On emploie souvent la métaphore de l'Empire pour parler de Quebecor Media. À la réflexion, ce n'est pas tout à fait exact.
Un empire, selon la définition du Petit Robert, est un "État ou un ensemble d'États soumis à l'autorité de l'empereur".
Considérons comme des "États" les multiples compagnies qui forment aujourd'hui l'agrégat médiatique qu'est Quebecor Media. Or, plusieurs d'entre elles étaient, à l'origine, indépendantes (ou à peu près).

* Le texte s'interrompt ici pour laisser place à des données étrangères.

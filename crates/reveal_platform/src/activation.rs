//! Content-ready activation trigger
//!
//! Behaviours that need the document structure register a hook here. A hook
//! runs immediately when the content is already available, otherwise once
//! the host reports [`LifecycleEvent::ContentLoaded`]. Each hook runs at most
//! once.

use tracing::debug;

use crate::event::{LifecycleEvent, ReadyState};

/// Hook run once content is ready
pub type ReadyHook = Box<dyn FnOnce() + Send>;

/// Tracks document readiness and defers hooks until content has loaded
pub struct Activation {
    state: ReadyState,
    pending: Vec<ReadyHook>,
    unloaded: bool,
}

impl std::fmt::Debug for Activation {
    fn fmt(&self, f: &mut std::fmt::Formatter<'_>) -> std::fmt::Result {
        f.debug_struct("Activation")
            .field("state", &self.state)
            .field("pending", &format!("{} pending", self.pending.len()))
            .field("unloaded", &self.unloaded)
            .finish()
    }
}

impl Default for Activation {
    fn default() -> Self {
        Self::new(ReadyState::Loading)
    }
}

impl Activation {
    pub fn new(state: ReadyState) -> Self {
        Self {
            state,
            pending: Vec::new(),
            unloaded: false,
        }
    }

    pub fn ready_state(&self) -> ReadyState {
        self.state
    }

    /// Number of hooks waiting for content
    pub fn pending_count(&self) -> usize {
        self.pending.len()
    }

    /// Whether the host has reported [`LifecycleEvent::Unloaded`]
    ///
    /// Once set, no hook will ever run again.
    pub fn is_unloaded(&self) -> bool {
        self.unloaded
    }

    /// Run `hook` once content is ready
    ///
    /// Returns `true` if the hook ran immediately. After the document has
    /// been unloaded hooks are dropped without running.
    pub fn when_content_ready<F>(&mut self, hook: F) -> bool
    where
        F: FnOnce() + Send + 'static,
    {
        if self.unloaded {
            debug!("activation: document unloaded, hook dropped");
            return false;
        }

        if self.state.is_content_ready() {
            hook();
            true
        } else {
            self.pending.push(Box::new(hook));
            false
        }
    }

    /// Feed a lifecycle event from the host
    ///
    /// Returns the number of hooks that ran.
    pub fn handle(&mut self, event: LifecycleEvent) -> usize {
        if event == LifecycleEvent::Unloaded {
            self.unloaded = true;
            let dropped = self.pending.len();
            self.pending.clear();
            if dropped > 0 {
                debug!(dropped, "activation: unloaded before content was ready");
            }
            return 0;
        }

        if let Some(next) = event.ready_state() {
            // Out-of-order events never move the state backwards
            self.state = self.state.max(next);
        }

        if !self.state.is_content_ready() || self.pending.is_empty() {
            return 0;
        }

        let hooks = std::mem::take(&mut self.pending);
        let count = hooks.len();
        debug!(count, state = ?self.state, "activation: running deferred hooks");
        for hook in hooks {
            hook();
        }
        count
    }
}
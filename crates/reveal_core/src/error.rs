//! Error types for reveal_core

use thiserror::Error;

/// Errors produced by the element tree and selector parser
#[derive(Error, Debug, Clone, PartialEq, Eq)]
pub enum CoreError {
    /// Selector text could not be parsed
    #[error("invalid selector {selector:?} at column {column}: {message}")]
    InvalidSelector {
        /// The full selector text
        selector: String,
        /// Column (1-indexed) where parsing stopped
        column: usize,
        /// Human-readable reason
        message: String,
    },

    /// Element id is stale or was never issued by this document
    #[error("unknown element")]
    UnknownElement,

    /// Appending would make an element its own ancestor
    #[error("cannot append an element into its own subtree")]
    HierarchyCycle,
}

/// Result type for reveal_core operations
pub type Result<T> = std::result::Result<T, CoreError>;
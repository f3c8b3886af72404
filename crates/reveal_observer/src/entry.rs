//! Per-target intersection records

use reveal_core::{ElementId, Rect};

/// Intersection state of one target at the time it was evaluated
///
/// All rects are in document space.
#[derive(Clone, Debug, PartialEq)]
pub struct IntersectionEntry {
    pub target: ElementId,
    /// Target reached the observer's smallest threshold
    pub is_intersecting: bool,
    /// Visible fraction of the target's area, in `[0, 1]`
    pub intersection_ratio: f32,
    /// Target bounds
    pub bounding_rect: Rect,
    /// Visible part of the target (zero-sized when not intersecting)
    pub intersection_rect: Rect,
    /// Root rect after applying the root margin
    pub root_bounds: Rect,
}

impl IntersectionEntry {
    /// Record for a target that is entirely outside the root
    pub fn outside(target: ElementId, bounding_rect: Rect, root_bounds: Rect) -> Self {
        Self {
            target,
            is_intersecting: false,
            intersection_ratio: 0.0,
            bounding_rect,
            intersection_rect: Rect::ZERO,
            root_bounds,
        }
    }
}
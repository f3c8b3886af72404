//! Error types for the reveal controller

use reveal_core::CoreError;
use reveal_observer::ObserverError;
use thiserror::Error;

/// Errors raised while building a controller from configuration
///
/// A constructed controller never fails; all of these surface before any
/// element is touched.
#[derive(Error, Debug)]
pub enum RevealError {
    /// Target selector did not parse
    #[error("invalid target selector: {0}")]
    Selector(#[from] CoreError),

    /// Root margin or threshold rejected
    #[error("invalid observer options: {0}")]
    Observer(#[from] ObserverError),

    /// Configuration text did not parse
    #[error("failed to parse reveal config: {0}")]
    Toml(#[from] toml::de::Error),

    /// Configuration parsed but holds an unusable value
    #[error("invalid reveal config: {0}")]
    Config(String),
}

/// Result type for reveal operations
pub type Result<T> = std::result::Result<T, RevealError>;
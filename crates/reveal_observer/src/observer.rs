//! Observer capability traits

use std::sync::Arc;

use reveal_core::ElementId;

use crate::entry::IntersectionEntry;
use crate::error::{ObserverError, Result};
use crate::options::ObserverOptions;

/// Callback invoked with each batch of intersection records
///
/// The observer that produced the batch is passed along so the callback can
/// stop watching targets it is done with.
pub type IntersectionCallback = Arc<dyn Fn(&[IntersectionEntry], &dyn Observer) + Send + Sync>;

/// A live visibility observer
///
/// All operations are idempotent. After [`disconnect`](Observer::disconnect)
/// no further batches are delivered and `observe` is ignored.
pub trait Observer: Send + Sync {
    /// Start watching `target`
    fn observe(&self, target: ElementId);

    /// Stop watching `target`
    fn unobserve(&self, target: ElementId);

    /// Stop watching everything and stop delivering batches
    fn disconnect(&self);

    fn is_observing(&self, target: ElementId) -> bool;

    /// Number of targets currently watched
    fn observed_count(&self) -> usize;
}

/// Host capability that creates observers
pub trait ObserverBackend {
    type Observer: Observer + 'static;

    fn create(
        &self,
        options: ObserverOptions,
        callback: IntersectionCallback,
    ) -> Result<Self::Observer>;
}

impl<B: ObserverBackend + ?Sized> ObserverBackend for Arc<B> {
    type Observer = B::Observer;

    fn create(
        &self,
        options: ObserverOptions,
        callback: IntersectionCallback,
    ) -> Result<Self::Observer> {
        (**self).create(options, callback)
    }
}

/// Backend for hosts without visibility observation
#[derive(Clone, Copy, Debug, Default)]
pub struct UnsupportedBackend;

/// Observer type of [`UnsupportedBackend`]; never constructed
#[derive(Debug)]
pub enum NoObserver {}

impl Observer for NoObserver {
    fn observe(&self, _target: ElementId) {
        match *self {}
    }

    fn unobserve(&self, _target: ElementId) {
        match *self {}
    }

    fn disconnect(&self) {
        match *self {}
    }

    fn is_observing(&self, _target: ElementId) -> bool {
        match *self {}
    }

    fn observed_count(&self) -> usize {
        match *self {}
    }
}

impl ObserverBackend for UnsupportedBackend {
    type Observer = NoObserver;

    fn create(
        &self,
        _options: ObserverOptions,
        _callback: IntersectionCallback,
    ) -> Result<Self::Observer> {
        Err(ObserverError::Unavailable(
            "host provides no visibility observer".to_string(),
        ))
    }
}
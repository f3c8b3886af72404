//! Reveal Platform Capabilities
//!
//! Host-provided capabilities the reveal controller consumes:
//!
//! - [`PreferenceSource`] - reports the reduced-motion preference
//! - [`Activation`] - runs setup exactly once, after content is ready
//!
//! Hosts wire their native equivalents behind these types: a media query
//! listener feeds a [`SharedPreference`], and the host's "content loaded"
//! notification is forwarded to [`Activation::handle`].

mod activation;
mod error;
mod event;
mod preference;

pub use activation::{Activation, ReadyHook};
pub use error::{PlatformError, Result};
pub use event::{LifecycleEvent, ReadyState};
pub use preference::{MotionPreference, PreferenceSource, SharedPreference, StaticPreference};

/// Prelude module for convenient imports
pub mod prelude {
    pub use crate::activation::Activation;
    pub use crate::error::{PlatformError, Result};
    pub use crate::event::{LifecycleEvent, ReadyState};
    pub use crate::preference::{
        MotionPreference, PreferenceSource, SharedPreference, StaticPreference,
    };
}
//! Reveal
//!
//! Fades elements in as they scroll into view. Elements carrying the
//! `animate-on-scroll` class gain the `animated` class the first time at
//! least 10% of them is visible above a line 50px from the bottom of the
//! viewport. When the user prefers reduced motion, every target is revealed
//! immediately and nothing is observed.
//!
//! # Example
//!
//! ```rust
//! use std::sync::Arc;
//! use reveal::{start, RevealSettings};
//! use reveal_core::{Document, DocumentHandle, ElementSource, Rect};
//! use reveal_observer::ViewportHost;
//! use reveal_platform::{Activation, LifecycleEvent, SharedPreference};
//!
//! let mut doc = Document::new();
//! let card = doc.create_element("div");
//! doc.class_list_mut(card).unwrap().add("animate-on-scroll");
//! doc.set_bounds(card, Rect::new(0.0, 1200.0, 600.0, 400.0)).unwrap();
//! doc.append_to_root(card).unwrap();
//! let doc = DocumentHandle::new(doc);
//!
//! let host = ViewportHost::new_shared();
//! let mut activation = Activation::default();
//! let handle = start(
//!     &mut activation,
//!     RevealSettings::default(),
//!     SharedPreference::default(),
//!     doc.clone(),
//!     Arc::clone(&host),
//! );
//!
//! activation.handle(LifecycleEvent::ContentLoaded);
//! assert!(handle.is_started());
//!
//! host.update_shared(&doc, Rect::new(0.0, 0.0, 1280.0, 800.0));
//! assert!(!doc.has_class(card, "animated"));
//!
//! host.update_shared(&doc, Rect::new(0.0, 600.0, 1280.0, 800.0));
//! assert!(doc.has_class(card, "animated"));
//! ```

pub mod bootstrap;
pub mod config;
pub mod controller;
pub mod error;

pub use bootstrap::{start, RevealHandle};
pub use config::{
    RevealConfig, RevealSettings, DEFAULT_REVEALED_CLASS, DEFAULT_ROOT_MARGIN,
    DEFAULT_TARGET_CLASS, DEFAULT_THRESHOLD,
};
pub use controller::ScrollReveal;
pub use error::{RevealError, Result};

#[cfg(test)]
pub(crate) fn init_test_tracing() {
    use tracing_subscriber::EnvFilter;

    let _ = tracing_subscriber::fmt()
        .with_env_filter(EnvFilter::from_default_env())
        .with_test_writer()
        .try_init();
}
impl<O: Observer> std::fmt::Debug for ScrollReveal<O> {
    fn fmt(&self, f: &mut std::fmt::Formatter<'_>) -> std::fmt::Result {
        f.debug_struct("ScrollReveal")
            .field("targets", &self.elements.len())
            .field("observing", &self.observer.is_some())
            .field("active", &self.active.load(Ordering::Acquire))
            .finish()
    }
}

impl<O: Observer + 'static> ScrollReveal<O> {
    /// Construct with the default settings
    pub fn new<P, S, B>(preference: &P, source: &S, backend: &B) -> Self
    where
        P: PreferenceSource + ?Sized,
        S: ElementSource + Clone + 'static,
        B: ObserverBackend<Observer = O> + ?Sized,
    {
        Self::with_settings(RevealSettings::default(), preference, source, backend)
    }

    /// Construct from a configuration, validating it first
    pub fn try_new<P, S, B>(
        config: &RevealConfig,
        preference: &P,
        source: &S,
        backend: &B,
    ) -> Result<Self>
    where
        P: PreferenceSource + ?Sized,
        S: ElementSource + Clone + 'static,
        B: ObserverBackend<Observer = O> + ?Sized,
    {
        let settings = config.settings()?;
        Ok(Self::with_settings(settings, preference, source, backend))
    }

    /// Construct from validated settings
    ///
    /// The preference is read exactly once. Nothing here fails: no targets
    /// means no observer, and a backend without observation support
    /// degrades to revealing everything immediately.
    pub fn with_settings<P, S, B>(
        settings: RevealSettings,
        preference: &P,
        source: &S,
        backend: &B,
    ) -> Self
    where
        P: PreferenceSource + ?Sized,
        S: ElementSource + Clone + 'static,
        B: ObserverBackend<Observer = O> + ?Sized,
    {
        let mut controller = Self {
            observer: None,
            elements: Vec::new(),
            active: Arc::new(AtomicBool::new(true)),
        };

        if preference.prefers_reduced_motion() {
            debug!("reduced motion preferred; revealing targets immediately");
            controller.elements = reveal_all(&settings, source);
            return controller;
        }

        controller.elements = source.select_all(&settings.selector);
        if controller.elements.is_empty() {
            debug!(selector = %settings.selector, "no reveal targets found");
            return controller;
        }

        let callback = reveal_callback(
            source.clone(),
            settings.revealed_class.clone(),
            Arc::clone(&controller.active),
        );

        match backend.create(settings.options.clone(), callback) {
            Ok(observer) => {
                for &element in &controller.elements {
                    observer.observe(element);
                }
                debug!(
                    targets = controller.elements.len(),
                    "observing reveal targets"
                );
                controller.observer = Some(observer);
            }
            Err(err) => {
                warn!(error = %err, "visibility observation unavailable; revealing targets immediately");
                for &element in &controller.elements {
                    source.add_class(element, &settings.revealed_class);
                }
            }
        }

        controller
    }

    /// Stop observing and release the target snapshot
    ///
    /// Safe to call any number of times.
    pub fn destroy(&mut self) {
        self.active.store(false, Ordering::Release);
        if let Some(observer) = self.observer.take() {
            observer.disconnect();
            debug!("scroll reveal destroyed");
        }
        self.elements.clear();
    }

    /// Whether an observer is currently attached
    pub fn is_observing(&self) -> bool {
        self.observer.is_some()
    }

    pub fn observer(&self) -> Option<&O> {
        self.observer.as_ref()
    }

    /// Targets captured at construction (empty after destroy)
    pub fn targets(&self) -> &[ElementId] {
        &self.elements
    }

    pub fn target_count(&self) -> usize {
        self.elements.len()
    }

    pub fn is_destroyed(&self) -> bool {
        !self.active.load(Ordering::Acquire)
    }
}
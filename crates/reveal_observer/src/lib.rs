//! Reveal Visibility Observation
//!
//! Reports when watched elements cross a viewport-intersection threshold.
//!
//! # Features
//!
//! - **Root margins**: CSS shorthand (`"0px 0px -50px 0px"`) growing or shrinking the root
//! - **Thresholds**: sorted ratio thresholds; entries fire when a crossing changes
//! - **Batched delivery**: one callback per update, entries in observe order
//! - **Capability traits**: [`Observer`] and [`ObserverBackend`] so hosts can plug in
//!   their native intersection API
//! - **Software host**: [`ViewportHost`] computes intersections from document bounds
//!
//! # Example
//!
//! ```rust
//! use std::sync::Arc;
//! use reveal_core::{Document, Rect};
//! use reveal_observer::{
//!     IntersectionCallback, IntersectionEntry, Observer, ObserverBackend, ObserverOptions,
//!     RootMargin, ViewportHost,
//! };
//!
//! let mut doc = Document::new();
//! let card = doc.create_element("div");
//! doc.set_bounds(card, Rect::new(0.0, 900.0, 400.0, 200.0)).unwrap();
//! doc.append_to_root(card).unwrap();
//!
//! let host = ViewportHost::new();
//! let options = ObserverOptions::new()
//!     .with_root_margin(RootMargin::parse("0px 0px -50px 0px").unwrap())
//!     .with_threshold(0.1)
//!     .unwrap();
//! let callback: IntersectionCallback =
//!     Arc::new(|entries: &[IntersectionEntry], observer: &dyn Observer| {
//!         for entry in entries.iter().filter(|e| e.is_intersecting) {
//!             observer.unobserve(entry.target);
//!         }
//!     });
//! let observer = host.create(options, callback).unwrap();
//! observer.observe(card);
//!
//! host.update(&doc, Rect::new(0.0, 0.0, 1280.0, 800.0));
//! assert!(observer.is_observing(card));
//!
//! host.update(&doc, Rect::new(0.0, 400.0, 1280.0, 800.0));
//! assert!(!observer.is_observing(card));
//! ```

mod entry;
mod error;
mod margin;
mod observer;
mod options;
mod viewport;

pub use entry::IntersectionEntry;
pub use error::{ObserverError, Result};
pub use margin::{MarginLength, RootMargin};
pub use observer::{IntersectionCallback, NoObserver, Observer, ObserverBackend, UnsupportedBackend};
pub use options::{ObserverOptions, ObserverRoot};
pub use viewport::{IntersectionBatch, ViewportHost, ViewportObserver};
//! Retry and skip decisions of a stage.

use std::time::Duration;

use crate::config::{StageConfig, StageKind};
use crate::error::{EngineError, ErrorClass};

/// Which terminal item failures a stage may skip.
#[derive(Debug, Clone, PartialEq, Eq)]
pub enum SkipRule {
    /// Every item-level failure.
    AnyItemError,
    /// Only failures of the listed classes.
    Classes(Vec<ErrorClass>),
}

impl SkipRule {
    fn matches(&self, class: ErrorClass) -> bool {
        match self {
            SkipRule::AnyItemError => true,
            SkipRule::Classes(classes) => classes.contains(&class),
        }
    }
}

/// Fault tolerance settings of one stage.
///
/// Systemic errors and cancellation are never retried or skipped,
/// whatever the rule says.
///
/// # Example
///
/// ```
/// use contribution_engine::batch::FaultPolicy;
/// use contribution_engine::config::{StageConfig, StageKind};
/// use contribution_engine::error::EngineError;
///
/// let config = StageConfig::default_for(StageKind::Deduction);
/// let policy = FaultPolicy::for_stage(StageKind::Deduction, &config);
/// let error = EngineError::processing("timeout");
///
/// assert!(policy.should_retry(&error, 2));
/// assert!(!policy.should_retry(&error, 3));
/// assert!(policy.can_skip(&error, 0));
/// assert!(!policy.can_skip(&error, 1));
/// ```
#[derive(Debug, Clone, PartialEq, Eq)]
pub struct FaultPolicy {
    /// Total attempts per item or chunk write.
    pub retry_limit: u32,
    /// Items that may be skipped before the stage fails.
    pub skip_limit: usize,
    /// Pause between attempts.
    pub backoff: Duration,
    /// Skippable failures.
    pub skip_rule: SkipRule,
}

impl FaultPolicy {
    /// The policy of `stage` with limits from `config`.
    ///
    /// Payroll stages skip any item-level failure; sync only skips missing
    /// data, mapping failures and storage conflicts.
    pub fn for_stage(stage: StageKind, config: &StageConfig) -> Self {
        let skip_rule = match stage {
            StageKind::Eligibility | StageKind::Calculation | StageKind::Deduction => {
                SkipRule::AnyItemError
            }
            StageKind::Sync => SkipRule::Classes(vec![
                ErrorClass::DataNotFound,
                ErrorClass::Mapping,
                ErrorClass::StorageConflict,
            ]),
        };
        Self {
            retry_limit: config.retry_limit.max(1),
            skip_limit: config.skip_limit as usize,
            backoff: Duration::from_millis(config.retry_backoff_ms),
            skip_rule,
        }
    }

    /// True if another attempt should follow `attempts` failed ones.
    pub fn should_retry(&self, error: &EngineError, attempts: u32) -> bool {
        error.is_retryable() && attempts < self.retry_limit
    }

    /// True if `error` is of a skippable class.
    pub fn is_skippable(&self, error: &EngineError) -> bool {
        error.is_retryable() && self.skip_rule.matches(error.class())
    }

    /// True if one more item failing with `error` fits the budget.
    pub fn can_skip(&self, error: &EngineError, skipped: usize) -> bool {
        self.can_skip_many(error, skipped, 1)
    }

    /// True if `count` more items failing with `error` fit the budget.
    pub fn can_skip_many(&self, error: &EngineError, skipped: usize, count: usize) -> bool {
        self.is_skippable(error) && skipped + count <= self.skip_limit
    }
}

TVA et Vidéotron appartenaient à la famille Chagnon. À sa création en 1996, le portail Internet Canoë (un diminutif de Canadian Online Explorer) était la propriété du Toronto Sun et de Rogers. Avant d'être réunis sous le même toit par Quebecor Media, les éditeurs Libre Expression, Trécarré, Stanké, Les Éditions de l'Homme et VLB éditeur étaient tous autonomes. Les magazines 7 Jours, Le Lundi, Clin d'oil, Les Idées de ma maison et Animal ont tous eu une vie avant Quebecor Media. Les sites Jobboom et RéseauContact aussi. Jadis, le journal ICI était à 50 % la propriété de Quebecor; l'autre 50 % étant détenu par Communications Gratte-Ciel. Ailleurs au Canada, les journaux de Sun Media (dont le Toronto Sun) ont vécu la plus longue partie de leur histoire hors Quebecor. Tout comme les 54 journaux d'Osprey Media acquis en 2007 par cet "Empire" entre guillemets.
Toutes ces entreprises, auxquelles il faut bien sûr ajouter Le Journal de Montréal et Le Journal de Québec, forment aujourd'hui une sorte de magma.
Et c'est ici qu'intervient Pierre Karl Péladeau. À la tête de ce tapon d'entreprises, il a le défi herculéen de transformer Quebecor Media en un conglomérat cohérent, intégré, harmonisé et convergent. Un tout. Ou si vous voulez, un Empire digne de ce nom.
Ce n'est pas gagné. Pour l'instant, Pierre Karl Péladeau a seulement l'idée d'un Empire.
C'est vrai. Il est encore incapable de créer cette "salle de rédaction unifiée" où des journalistes multiplateformes nourriraient les différentes bouches de la Bête: le quotidien, les magazines, le site Web, la télé et bientôt les téléphones cellulaires.
J'en viens donc au lock-out au Journal de Montréal. C'est le premier arrêt de travail depuis la fondation du quotidien, en 1964.
Il y a bien sûr dans ce conflit des considérations salariales. Les syndiqués ne veulent pas travailler plus d'heures par semaine sans être rémunérés en conséquence. Ils n'acceptent pas non plus les compressions de personnel prévues par le patron. D'autant plus qu'ils jugent ces demandes exagérées, soulignant au passage que Le Journal de Montréal engrange des profits. La partie patronale, quant à elle, publie les conditions salariales des journalistes – parmi les meilleures de l'industrie des médias en Amérique du Nord. Une stratégie efficace pour qui veut faire passer les syndiqués pour des enfants gâtés.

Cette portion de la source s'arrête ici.